When the Children's Hospital of Philadelphia (CHOP) opens its doors at the new Buerger Center for Advanced Pediatric Care today, it will herald a new era of care that makes the experience enjoyable and convenient for young patients and their families.

Copyright 2014 Ed Cunicelli Photo
The Children's Hospital of Philadelphia's New Buerger Center for Advanced Pediatric Care opened today.

The 12-story, 700,000-sq. ft. Buerger Center features distinctive design architecture with a curving façade boasting primary colors, and a glass-lined exterior admitting abundant natural light.

Building features, such as five levels of underground parking, and electronic check-in and preregistration areas on each floor, will streamline the registration process and result in shorter wait times for families.

CHOP is designed to accommodate more than 200,000 outpatient appointments annually and the facility can add another 175,000 sq. ft. by building vertically, if future growth requires. 

Clinical areas are colocated for efficient travel within the center and advanced electronic systems will reduce wait times for appointments and expedite registration and checkout. Fully integrated electronic health records bring the facility closer to a paperless system.

The first clinical departments to occupy the new center will be orthopedics, oncology, radiology and otolaryngology, with other subspecialties to follow.

While going to the hospital is not usually associated with fun, designers attempted to make going to the Buerger Center as pleasant as possible for both young patients and their families.

Spacious waiting rooms are filled with natural light and dotted with"Wait, Play, Learn" areas to provide patients and their siblings an area to pass the time with educational toys and games.

A relaxing 14,000-sq. ft. roof garden offers space for recreation as well as healing, while a 2.6-acre landscaped outdoor plaza features a safe, open area for play and rest.    

Other notable features include a physical therapy gym with a two-story climbing wall, sub-areas for different age and developmental levels, an outdoor dining terrace adjacent to the landscaped plaza that includes a children's discovery garden. Interactive play areas are located in the waiting areas of each clinical department.

There are family lactation rooms and a rehab kitchen for patients to practice activities of daily living. There's even a mock scanner room, where children can practice lying motionless during a noisy MRI session.
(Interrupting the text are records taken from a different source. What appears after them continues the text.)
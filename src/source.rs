use std::io::{BufRead, Result};

/// One slot of the multiplexer's source arena.
///
/// The reader is moved out of the slot for the duration of a read so that the
/// shared lock is not held across I/O. Between reads it is always present.
pub(super) struct Source<R> {
    pub(super) label: String,
    reader: Option<R>,
    /// Number of lines produced from this source so far.
    pub(super) lines: u64,
    /// Set once the source has reported end-of-stream or a read error. Never
    /// cleared.
    pub(super) retired: bool,
}

impl<R> Source<R> {
    pub(super) fn new(label: String, reader: R) -> Self {
        Source {
            label,
            reader: Some(reader),
            lines: 0,
            retired: false,
        }
    }

    pub(super) fn claim(&mut self) -> Option<R> {
        self.reader.take()
    }

    pub(super) fn restore(&mut self, reader: R) {
        debug_assert!(self.reader.is_none());
        self.reader = Some(reader);
    }
}

/// Reads one line, without its `\n` or `\r\n` terminator.
///
/// Returns `Ok(None)` at end-of-stream. A final line lacking a terminator is
/// still a line.
pub(super) fn read_line<R: BufRead>(reader: &mut R) -> Result<Option<String>> {
    let mut line = String::new();
    if reader.read_line(&mut line)? == 0 {
        return Ok(None);
    }
    if line.ends_with('\n') {
        line.pop();
        if line.ends_with('\r') {
            line.pop();
        }
    }
    Ok(Some(line))
}

#[cfg(test)]
mod tests {
    use super::read_line;
    use std::io::{Cursor, ErrorKind};

    #[test]
    fn strips_terminators() {
        let mut reader = Cursor::new("unix\nwindows\r\n\nlast");
        assert_eq!(read_line(&mut reader).unwrap().as_deref(), Some("unix"));
        assert_eq!(read_line(&mut reader).unwrap().as_deref(), Some("windows"));
        assert_eq!(read_line(&mut reader).unwrap().as_deref(), Some(""));
        assert_eq!(read_line(&mut reader).unwrap().as_deref(), Some("last"));
        assert_eq!(read_line(&mut reader).unwrap(), None);
        assert_eq!(read_line(&mut reader).unwrap(), None);
    }

    #[test]
    fn invalid_utf8_is_an_error() {
        let mut reader = Cursor::new(vec![0xff, 0xfe, b'\n']);
        let err = read_line(&mut reader).unwrap_err();
        assert_eq!(err.kind(), ErrorKind::InvalidData);
    }
}
use std::path::PathBuf;

/// Where a run reads from and writes to.
#[derive(Clone, Debug, PartialEq, Eq)]
pub struct Config {
    /// Directory whose regular files are the sources.
    pub input_dir: PathBuf,
    /// File to create or overwrite with the merged lines.
    pub output: PathBuf,
    /// Number of threads draining the multiplexer. Zero is treated as one.
    pub workers: usize,
}

impl Default for Config {
    fn default() -> Self {
        Config {
            input_dir: PathBuf::from("tests"),
            output: PathBuf::from("output.txt"),
            workers: 1,
        }
    }
}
The Children's Hospital of Philadelphia was founded in 1855 as the nation's first pediatric hospital.

In news about other health care facility projects:

• Design firm Perkins Eastman announced that groundbreaking was held for Mercy Housing Lakefront, a new 74,100-sq. ft. housing development for veterans and their families on the VA Illiana Health Care System campus in Danville, Ill.

In addition, the firm is providing planning and site programming services for Mercy Housing Lakefront. The development is targeting LEED Silver certification. The first phase of the development will include 65 new apartments, ranging in size from one to three bedrooms, as well as a new community center.

• Health care development company Anchor Health Properties, Wilmington, Del., was named developer of Nemours duPont Pediatrics, Deptford (N.J.), a 65,000-sq. ft. pediatric health care facility.

The project, which broke ground in April, will provide specialized pediatric care and therapeutic services that include a therapy pool, an ambulatory surgery center and imaging capabilities.

Array Architects, Conshohocken, Pa., is the design firm and Whiting-Turner Contracting Co., Baltimore, Md., is the construction manager for the project, which is slated to open in summer 2016.

• Groundbreaking recently was held for the new Saint Barnabas Medical Center's Cooperman Family Pavilion. The new five-story, $250 million pavilion includes 241,000 sq. ft. of new construction and 29,000 sq. ft of renovated space and a new structured parking facility.

Francis Cauffman is serving as the design firm on the project, which will include three new nursing units, a 37,000-sq. ft. neonatal intensive care unit and a wing with four new operating suites. The project is scheduled for completion in 2017.